Capital expenditures, including leasehold improvements and furniture and fixtures, and equipment
for our new stores in fiscal 2009 averaged $340,000 per store. We also received landlord allowances
in connection with the construction of our new stores in fiscal 2009. These allowances are
reflected as a component of cash flows from operating activities within our consolidated statement
of cash flows.
Cash flows from financing activities. Net cash provided by financing activities was
approximately $186,000 and $69,000 for the first three quarters of fiscal 2009 and fiscal 2008,
respectively, and were related to the exercise of employee stock options as well as employee stock
purchases.
Revolving credit facility. Effective October 4, 2004, we entered into a five-year senior
secured revolving credit facility with a revolving loan limit of up to $45 million. On August 6,
2007, we entered into the First Amendment to Loan and Security Agreement (the Amendment) which
provided the Company with additional availability under our borrowing base through higher advance
rates on eligible inventory. As a result of the amendment, the aggregate size of the overall credit
facility remained unchanged at $45 million, but the term of the facility was extended two years
making the new expiration date October 4, 2011. Amounts outstanding under the amended facility,
other than First In Last Out (FILO) loans, bear interest at a floating rate equal to the 60-day
LIBOR rate (0.24% at October 31, 2009) plus 1.25% to 1.50% (depending on the amount of excess
availability under the borrowing base). FILO loans, which apply to the first approximately $2
million borrowed at any given time, bear interest at a floating rate equal to the 60-day LIBOR rate
plus 2.25% to 2.50% (depending on the amount of excess availability under the borrowing base).

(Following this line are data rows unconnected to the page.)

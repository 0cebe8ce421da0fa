//! Intake client library for the course advisor workflow
//!
//! Walks a student through the transcript-upload intake flow (welcome →
//! upload → review → preferences → results) and consumes pre-computed
//! recommendations from the external scoring backend. All parsing and
//! scoring happens server-side; this crate owns state sequencing, the
//! backend boundary, and display-ordering rules.

pub mod config;
pub mod dashboard;
pub mod error;
pub mod intake_impl;
pub mod services;
pub mod session;
pub mod traits;
pub mod types;

// Re-export main types
pub use config::ClientConfig;
pub use error::{IntakeError, IntakeResult};
pub use intake_impl::Intake;
pub use services::HttpBackendClient;
pub use session::{Session, Stage};
pub use traits::BackendApi;
pub use types::TranscriptFile;
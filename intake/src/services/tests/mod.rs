//! Tests for intake services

Additionally, we pay a quarterly fee to the bank equal to a rate of 0.2% per annum on the unused
portion of the revolving line of credit. Borrowings under the facility are collateralized by
substantially all of our assets and guaranteed by our subsidiaries. The maximum availability under
the credit facility is limited by a borrowing base formula, which consists of a percentage of
eligible inventory and receivables less reserves. The facility also contains provisions that could
result in changes to the presented terms or the acceleration of maturity. Circumstances that could
lead to such changes or acceleration include a material adverse change in the business or an event
of default under the credit agreement. The facility has one financial covenant that requires the
Company to maintain excess availability under the borrowing base, as defined in the credit
agreement, of at least $3.0 to $4.5 million depending on the size of the borrowing base, at all
times.
As of October 31, 2009, we were in compliance with the covenants in the facility and
there were no outstanding borrowings under the credit facility, with approximately $40.0 million
available for borrowing (net of the availability block as described above). We do not anticipate
any borrowings under the credit facility during fiscal 2009.

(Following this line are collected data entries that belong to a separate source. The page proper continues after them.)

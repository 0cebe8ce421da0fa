//! Client configuration
//!
//! The backend base URL and request timeout are injected into the HTTP
//! client rather than read from a module constant, so tests and
//! deployments can point the client anywhere.

use std::time::Duration;

use crate::error::{IntakeError, IntakeResult};

pub const DEFAULT_API_URL: &str = "http://127.0.0.1:8000";
pub const DEFAULT_REQUEST_TIMEOUT: Duration = Duration::from_secs(30);

/// Environment variables honored by `from_env`
pub const API_URL_ENV: &str = "ADVISOR_API_URL";
pub const REQUEST_TIMEOUT_ENV: &str = "ADVISOR_REQUEST_TIMEOUT_SECS";

#[derive(Debug, Clone)]
pub struct ClientConfig {
    /// Base URL of the scoring backend, without a trailing path
    pub api_base_url: String,
    /// Upper bound on each parse/recommend request; an unresponsive
    /// backend fails the request instead of loading forever
    pub request_timeout: Duration,
}

impl Default for ClientConfig {
    fn default() -> Self {
        Self {
            api_base_url: DEFAULT_API_URL.to_string(),
            request_timeout: DEFAULT_REQUEST_TIMEOUT,
        }
    }
}

impl ClientConfig {
    pub fn new(api_base_url: impl Into<String>, request_timeout: Duration) -> Self {
        Self {
            api_base_url: api_base_url.into(),
            request_timeout,
        }
    }

    /// Build from the environment (with `.env` support), falling back to
    /// the defaults when a variable is unset
    pub fn from_env() -> IntakeResult<Self> {
        dotenvy::dotenv().ok();

        let api_base_url =
            std::env::var(API_URL_ENV).unwrap_or_else(|_| DEFAULT_API_URL.to_string());

        let request_timeout = match std::env::var(REQUEST_TIMEOUT_ENV) {
            Ok(raw) => {
                let secs: u64 = raw.parse().map_err(|_| IntakeError::Config {
                    message: format!("invalid {REQUEST_TIMEOUT_ENV}: {raw}"),
                })?;
                Duration::from_secs(secs)
            }
            Err(_) => DEFAULT_REQUEST_TIMEOUT,
        };

        Ok(Self {
            api_base_url,
            request_timeout,
        })
    }
}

At October 31, 2009, our balance of cash and cash equivalents was approximately
$37.0 million and the borrowing availability under our facility was $40.0 million (net of the
availability block as described above). We believe that the combination of our cash balances, line
of credit availability and cash flow from operations will be
sufficient to fund our planned capital expenditures and working capital requirements for at least
the next twelve months.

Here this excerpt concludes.